The power of majority shareholders to vary or cancel rights attached to a class of shares is limited by Part 2F.2 of the Corporations Act, which provides that if the constitution of a company:
- does not set out a procedure for varying or cancelling class rights then those rights may only be varied or cancelled by a special resolution passed at a meeting of shareholders of the affected class or with the written consent of 75% of those shareholders;
- sets out a procedure for varying or cancelling class rights then those rights may only be varied or cancelled in accordance with that procedure.
These provisions provide the opportunity for minority shareholders of closely held private companies to include a procedure in the constitution that protects their interests by making it more difficult for the majority to amend the constitution. This is particularly important as a broad range of transactions can directly or indirectly affect class rights.
Limitations on Expropriation
The power of majority shareholders to amend the constitution for the purpose of expropriating the shares of a minority shareholder or valuable rights attaching to those shares (e.g. voting rights) is limited following the decision of the High Court of Australia in Gambotto v WCP Ltd. In that case it was held that an amendment to a constitution so as to confer on the majority power to expropriate shares of the minority will only be valid if:
- it is for a proper purpose; and
- it will not operate oppressively in relation to minority shareholders (i.e. fair in all the circumstances).
The majority judgment of the Court held that the valid exercise of a power to expropriate shares of the minority requires full disclosure of all material information, an independent expert’s valuation of any shares to be expropriated and payment of market value for the shares.
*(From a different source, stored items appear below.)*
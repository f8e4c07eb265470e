//! Bill list view.

use html_escape::{encode_double_quoted_attribute, encode_text};

use super::{error_page, loading_page, vertical_layout};
use crate::application::dto::BillView;
use crate::application::services::sort_by_date_desc;
use crate::presentation::router::Route;

/// Inputs of the bill list view.
#[derive(Debug, Clone, Default)]
pub struct BillsUiState {
    /// Bills to list.
    pub data: Vec<BillView>,
    /// Whether the list is still loading.
    pub loading: bool,
    /// Error to show instead of the list.
    pub error: Option<String>,
}

impl BillsUiState {
    /// State listing `data`.
    #[must_use]
    pub const fn with_data(data: Vec<BillView>) -> Self {
        Self {
            data,
            loading: false,
            error: None,
        }
    }

    /// Loading state.
    #[must_use]
    pub const fn loading() -> Self {
        Self {
            data: Vec::new(),
            loading: true,
            error: None,
        }
    }

    /// Error state.
    #[must_use]
    pub fn error(message: impl Into<String>) -> Self {
        Self {
            data: Vec::new(),
            loading: false,
            error: Some(message.into()),
        }
    }
}

fn row(bill: &BillView) -> String {
    let amount = bill
        .amount
        .map_or_else(String::new, |amount| amount.to_string());
    let url = bill.file_url.as_deref().unwrap_or_default();

    format!(
        concat!(
            "<tr>",
            "<td>{expense_type}</td>",
            "<td>{name}</td>",
            "<td>{date}</td>",
            "<td>{amount} €</td>",
            "<td>{status}</td>",
            r#"<td><div class="icon-actions">"#,
            r#"<div id="eye" data-testid="icon-eye" data-bill-url="{url}"></div>"#,
            "</div></td>",
            "</tr>",
        ),
        expense_type = encode_text(&bill.expense_type),
        name = encode_text(&bill.name),
        date = encode_text(&bill.date),
        amount = amount,
        status = bill.status_label(),
        url = encode_double_quoted_attribute(url),
    )
}

fn rows(data: &[BillView]) -> String {
    let mut sorted: Vec<&BillView> = data.iter().collect();
    sort_by_date_desc(&mut sorted, |bill| bill.raw_date.as_str());
    sorted.into_iter().map(row).collect()
}

const MODAL: &str = concat!(
    r#"<div class="modal fade" id="modaleFile" data-testid="modaleFile" tabindex="-1" role="dialog">"#,
    r#"<div class="modal-dialog modal-dialog-centered modal-lg" role="document">"#,
    r#"<div class="modal-content">"#,
    r#"<div class="modal-header"><h5 class="modal-title">Justificatif</h5></div>"#,
    r#"<div class="modal-body"></div>"#,
    "</div></div></div>",
);

/// Renders the bill list, its loading placeholder or its error view.
#[must_use]
pub fn bills_ui(state: &BillsUiState) -> String {
    if state.loading {
        return loading_page();
    }
    if let Some(error) = &state.error {
        return error_page(error);
    }

    format!(
        concat!(
            r#"<div class="layout">{layout}<div class="content">"#,
            r#"<div class="content-header">"#,
            r#"<div class="content-title">Mes notes de frais</div>"#,
            r#"<button type="button" data-testid="btn-new-bill" class="btn btn-primary">Nouvelle note de frais</button>"#,
            "</div>",
            r#"<div id="data-table"><table id="example" class="table table-striped">"#,
            "<thead><tr><th>Type</th><th>Nom</th><th>Date</th><th>Montant</th><th>Statut</th><th>Actions</th></tr></thead>",
            r#"<tbody data-testid="tbody">{rows}</tbody>"#,
            "</table></div></div>{modal}</div>",
        ),
        layout = vertical_layout(Route::Bills),
        rows = rows(&state.data),
        modal = MODAL,
    )
}

#[cfg(test)]
mod tests {
    use super::*;
    use crate::domain::entities::{Bill, BillStatus};
    use regex::Regex;

    fn fixture(id: &str, date: &str, url: &str) -> BillView {
        BillView::raw(Bill {
            id: Some(id.to_string()),
            email: "a@a".to_string(),
            expense_type: "Hôtel et logement".to_string(),
            name: format!("bill {id}"),
            amount: Some(400),
            date: date.to_string(),
            vat: "80".to_string(),
            pct: 20,
            commentary: String::new(),
            file_url: Some(url.to_string()),
            file_name: Some("preview-facture-free-201801-pdf-1.jpg".to_string()),
            status: BillStatus::Pending,
        })
    }

    fn fixtures() -> Vec<BillView> {
        vec![
            fixture("47qAXb6fIm2zOKkLzMro", "2004-04-04", "https://test.storage.tld/a.jpg"),
            fixture("BeKy5Mo4jkmdfPGYpTxZ", "2001-01-01", "https://test.storage.tld/b.jpg"),
            fixture("UIUZtnPQvnbFnB0ozvJh", "2003-03-03", "https://test.storage.tld/c.jpg"),
            fixture("qcCK3SzECmaZAGRrHjaC", "2002-02-02", "https://test.storage.tld/d.jpg"),
        ]
    }

    #[test]
    fn test_bills_are_ordered_most_recent_first() {
        let html = bills_ui(&BillsUiState::with_data(fixtures()));
        let date_cell = Regex::new(r"<td>((19|20)\d\d-(0[1-9]|1[012])-(0[1-9]|[12][0-9]|3[01]))</td>").unwrap();

        let dates: Vec<&str> = date_cell
            .captures_iter(&html)
            .filter_map(|c| c.get(1).map(|m| m.as_str()))
            .collect();

        let mut sorted = dates.clone();
        sorted.sort_by(|a, b| b.cmp(a));

        assert_eq!(dates.len(), 4);
        assert_eq!(dates, sorted);
        assert_eq!(dates[0], "2004-04-04");
    }

    #[test]
    fn test_loading_state_renders_loading_page() {
        assert_eq!(bills_ui(&BillsUiState::loading()), loading_page());
    }

    #[test]
    fn test_error_state_renders_error_page() {
        assert_eq!(
            bills_ui(&BillsUiState::error("ErrorMessage")),
            error_page("ErrorMessage")
        );
    }

    #[test]
    fn test_window_icon_is_active() {
        let html = bills_ui(&BillsUiState::default());
        assert!(html.contains(r#"data-testid="icon-window" class="active-icon""#));
    }

    #[test]
    fn test_rows_carry_preview_icon_and_url() {
        let html = bills_ui(&BillsUiState::with_data(fixtures()));

        assert_eq!(html.matches(r#"data-testid="icon-eye""#).count(), 4);
        assert!(html.contains(r#"data-bill-url="https://test.storage.tld/a.jpg""#));
        assert!(html.contains(r#"data-testid="btn-new-bill""#));
        assert!(html.contains(r#"id="modaleFile""#));
    }

    #[test]
    fn test_row_shows_status_label_and_amount() {
        let html = bills_ui(&BillsUiState::with_data(fixtures()));

        assert!(html.contains("<td>En attente</td>"));
        assert!(html.contains("<td>400 €</td>"));
    }
}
Following the Gambotto decision, expropriation is permissible where the minority’s continued shareholding would be detrimental to a company, a minority shareholder is competing with a company, it is necessary to ensure a company could continue to comply with regulations governing the principal business which it carries on, or is necessary to protect or promote the interests of a company. Expropriation is impermissible where the majority is merely seeking to secure for themselves the benefit of a new corporate structure or commercial advantage.
The Gambotto decision provides some protection to minority shareholders of closely held private companies by ensuring that the majority cannot expropriate their shares at less than market value.
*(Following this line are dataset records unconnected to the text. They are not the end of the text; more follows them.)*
//! Application configuration.

use directories::ProjectDirs;
use serde::{Deserialize, Serialize};
use std::path::PathBuf;

use super::args::CliArgs;

pub(super) const APP_NAME: &str = "billed";
pub(super) const APP_QUALIFIER: &str = "com";
pub(super) const APP_ORGANIZATION: &str = "billed";

/// Log level configuration.
#[derive(Debug, Clone, Copy, Default, PartialEq, Eq, Serialize, Deserialize, clap::ValueEnum)]
#[serde(rename_all = "lowercase")]
pub enum LogLevel {
    /// Trace level.
    Trace,
    /// Debug level.
    Debug,
    /// Info level.
    #[default]
    Info,
    /// Warning level.
    Warn,
    /// Error level.
    Error,
}

impl std::fmt::Display for LogLevel {
    fn fmt(&self, f: &mut std::fmt::Formatter<'_>) -> std::fmt::Result {
        match self {
            Self::Trace => write!(f, "trace"),
            Self::Debug => write!(f, "debug"),
            Self::Info => write!(f, "info"),
            Self::Warn => write!(f, "warn"),
            Self::Error => write!(f, "error"),
        }
    }
}

/// Application configuration, read from `config.toml` and overridden by CLI flags.
#[derive(Debug, Clone, Serialize, Deserialize)]
pub struct AppConfig {
    /// Bill store base URL.
    #[serde(default = "default_api_url")]
    pub api_url: String,

    /// Log verbosity level.
    #[serde(default)]
    pub log_level: LogLevel,

    /// Log file path. Logs go to stderr when unset.
    #[serde(default)]
    pub log_path: Option<PathBuf>,

    /// Client storage file path.
    #[serde(default)]
    pub storage_path: Option<PathBuf>,

    /// Receipt preview configuration.
    #[serde(default)]
    pub preview: PreviewConfig,
}

/// Receipt preview configuration.
#[derive(Debug, Clone, Serialize, Deserialize)]
pub struct PreviewConfig {
    /// Width of the preview overlay in pixels. Receipts render at half of it.
    #[serde(default = "default_modal_width")]
    pub modal_width: u32,
}

impl Default for PreviewConfig {
    fn default() -> Self {
        Self {
            modal_width: default_modal_width(),
        }
    }
}

fn default_api_url() -> String {
    "http://localhost:5678".to_string()
}

const fn default_modal_width() -> u32 {
    800
}

impl AppConfig {
    /// Applies command line overrides.
    pub fn merge_args(&mut self, args: &CliArgs) {
        if let Some(api_url) = &args.api_url {
            self.api_url.clone_from(api_url);
        }
        if let Some(level) = args.log_level {
            self.log_level = level;
        }
        if let Some(path) = &args.log_path {
            self.log_path = Some(path.clone());
        }
        if let Some(path) = &args.storage_path {
            self.storage_path = Some(path.clone());
        }
    }

    /// Returns default client storage path.
    #[must_use]
    pub fn default_storage_path() -> Option<PathBuf> {
        ProjectDirs::from(APP_QUALIFIER, APP_ORGANIZATION, APP_NAME)
            .map(|dirs| dirs.data_dir().join("storage.json"))
    }

    /// Returns effective client storage path.
    #[must_use]
    pub fn effective_storage_path(&self) -> Option<PathBuf> {
        self.storage_path.clone().or_else(Self::default_storage_path)
    }
}

impl Default for AppConfig {
    fn default() -> Self {
        Self {
            api_url: default_api_url(),
            log_level: LogLevel::Info,
            log_path: None,
            storage_path: None,
            preview: PreviewConfig::default(),
        }
    }
}
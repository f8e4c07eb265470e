//! Domain entity definitions.

mod bill;
mod receipt;
mod session_user;

pub use bill::{Bill, BillStatus, DEFAULT_PCT};
pub use receipt::{ReceiptMime, SelectedFile, UploadedReceipt};
pub use session_user::{SessionUser, UserType};
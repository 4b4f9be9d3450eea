//! Country shape lookup
//!
//! Shapes are looked up per [`Side`] from a [`ShapeSource`]. The default
//! source reads polygon shapefiles keyed by a country-code attribute; tests
//! and callers with preloaded shapes use [`InMemoryShapes`].

use crate::config::{CountryCode, DataPaths, ShapefileLayer, ShapesConfig, Side};
use crate::error::{PriorError, Result};
use geo_types::{Geometry, MultiPolygon, Polygon};
use priorgen_core::io::read_shapefile;
use priorgen_core::{SpatialGeometry, CRS};
use std::collections::HashMap;
use std::fs;
use std::path::Path;
use tracing::{debug, info};

/// One country's territory on one side of the shore
#[derive(Debug, Clone, PartialEq)]
pub struct CountryShape {
    pub code: CountryCode,
    pub side: Side,
    pub geometry: SpatialGeometry,
}

impl CountryShape {
    /// File name of the saved shape, e.g. `OFFSHORE_DE.wkt`
    pub fn file_name(&self) -> String {
        format!("{}_{}.wkt", self.side.label(), self.code)
    }
}

/// Anything that can resolve country codes to shapes
pub trait ShapeSource {
    /// Shapes for `countries`, in the requested order
    ///
    /// Fails with [`PriorError::UnknownCountry`] on the first code the
    /// source does not know.
    fn lookup(&self, countries: &[CountryCode], side: Side) -> Result<Vec<CountryShape>>;
}

/// Country shapes read from polygon shapefiles
#[derive(Debug, Clone)]
pub struct ShapefileShapes {
    onshore: ShapefileLayer,
    offshore: ShapefileLayer,
    crs: CRS,
}

impl ShapefileShapes {
    pub fn new(config: &ShapesConfig, paths: &DataPaths) -> Self {
        let layer = |side| {
            let layer = config.layer(side);
            ShapefileLayer {
                path: paths.resolve(&layer.path),
                ..layer.clone()
            }
        };
        Self {
            onshore: layer(Side::Onshore),
            offshore: layer(Side::Offshore),
            crs: CRS::from_epsg(config.epsg),
        }
    }
}

impl ShapeSource for ShapefileShapes {
    fn lookup(&self, countries: &[CountryCode], side: Side) -> Result<Vec<CountryShape>> {
        let layer = match side {
            Side::Onshore => &self.onshore,
            Side::Offshore => &self.offshore,
        };
        let (path, field) = (&layer.path, &layer.code_field);

        let features = read_shapefile(path, &[field.as_str()], Some(self.crs.clone()))?;
        debug!(path = %path.display(), features = features.len(), "read country shapefile");

        // a country may span several records
        let mut by_code: HashMap<&str, Vec<Polygon<f64>>> = HashMap::new();
        for feature in features.iter() {
            let (Some(code), Some(geometry)) = (
                feature.get_property(field).and_then(|v| v.as_str()),
                feature.geometry.as_ref(),
            ) else {
                continue;
            };
            by_code
                .entry(code)
                .or_default()
                .extend(priorgen_core::vector::polygons_of(geometry));
        }

        countries
            .iter()
            .map(|code| {
                let polygons = layer
                    .code_format
                    .spell(code)
                    .and_then(|key| by_code.get(key))
                    .ok_or_else(|| PriorError::UnknownCountry {
                        code: code.to_string(),
                        side,
                    })?;
                Ok(CountryShape {
                    code: code.clone(),
                    side,
                    geometry: SpatialGeometry::new(MultiPolygon::new(polygons.clone()), self.crs.clone()),
                })
            })
            .collect()
    }
}

/// Preloaded country shapes
#[derive(Debug, Clone, Default)]
pub struct InMemoryShapes {
    shapes: HashMap<(Side, CountryCode), SpatialGeometry>,
}

impl InMemoryShapes {
    pub fn new() -> Self {
        Self::default()
    }

    pub fn insert(&mut self, side: Side, code: CountryCode, geometry: SpatialGeometry) {
        self.shapes.insert((side, code), geometry);
    }

    pub fn with(mut self, side: Side, code: CountryCode, geometry: impl Into<Geometry<f64>>, crs: CRS) -> Self {
        self.insert(side, code, SpatialGeometry::new(geometry, crs));
        self
    }
}

impl ShapeSource for InMemoryShapes {
    fn lookup(&self, countries: &[CountryCode], side: Side) -> Result<Vec<CountryShape>> {
        countries
            .iter()
            .map(|code| {
                let geometry = self
                    .shapes
                    .get(&(side, code.clone()))
                    .ok_or_else(|| PriorError::UnknownCountry {
                        code: code.to_string(),
                        side,
                    })?;
                Ok(CountryShape {
                    code: code.clone(),
                    side,
                    geometry: geometry.clone(),
                })
            })
            .collect()
    }
}

/// Fetch country shapes, optionally saving each as WKT into `save`
///
/// Saved files are named `<SIDE>_<CODE>.wkt`; the directory is created if
/// missing.
pub fn get_shapes<S: ShapeSource + ?Sized>(
    source: &S,
    countries: &[CountryCode],
    side: Side,
    save: Option<&Path>,
) -> Result<Vec<CountryShape>> {
    let shapes = source.lookup(countries, side)?;
    info!(side = %side, countries = shapes.len(), "fetched country shapes");

    if let Some(dir) = save {
        fs::create_dir_all(dir)?;
        for shape in &shapes {
            fs::write(dir.join(shape.file_name()), shape.geometry.to_wkt())?;
        }
        debug!(dir = %dir.display(), "saved country shapes");
    }

    Ok(shapes)
}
Section 140(2) of the Corporations Act
The interests of minority shareholders of closely held private companies are protected against amendments to a constitution as they are not bound by amendments made after the date on which they became a shareholder and requires a shareholder to take up additional shares, increases a shareholder’s liability to contribute to the share capital of a company, or imposes or increases restrictions on the right to transfer shares already held by the shareholder, unless the shareholder agrees in writing to be bound by the amendment.
Amendments that Bind Shareholders
Where the shareholders of a company adopt a constitution that amends the replaceable rules these amendments bind the shareholders of the company.
There are a number of replaceable rules that could be amended to provide significant protection to minority shareholders of closely held private companies against decisions of the majority that may have adverse financial consequences for them.
Amending a company constitution requires forethought and planning. It’s important that you work with an experienced lawyer to make any such amendments.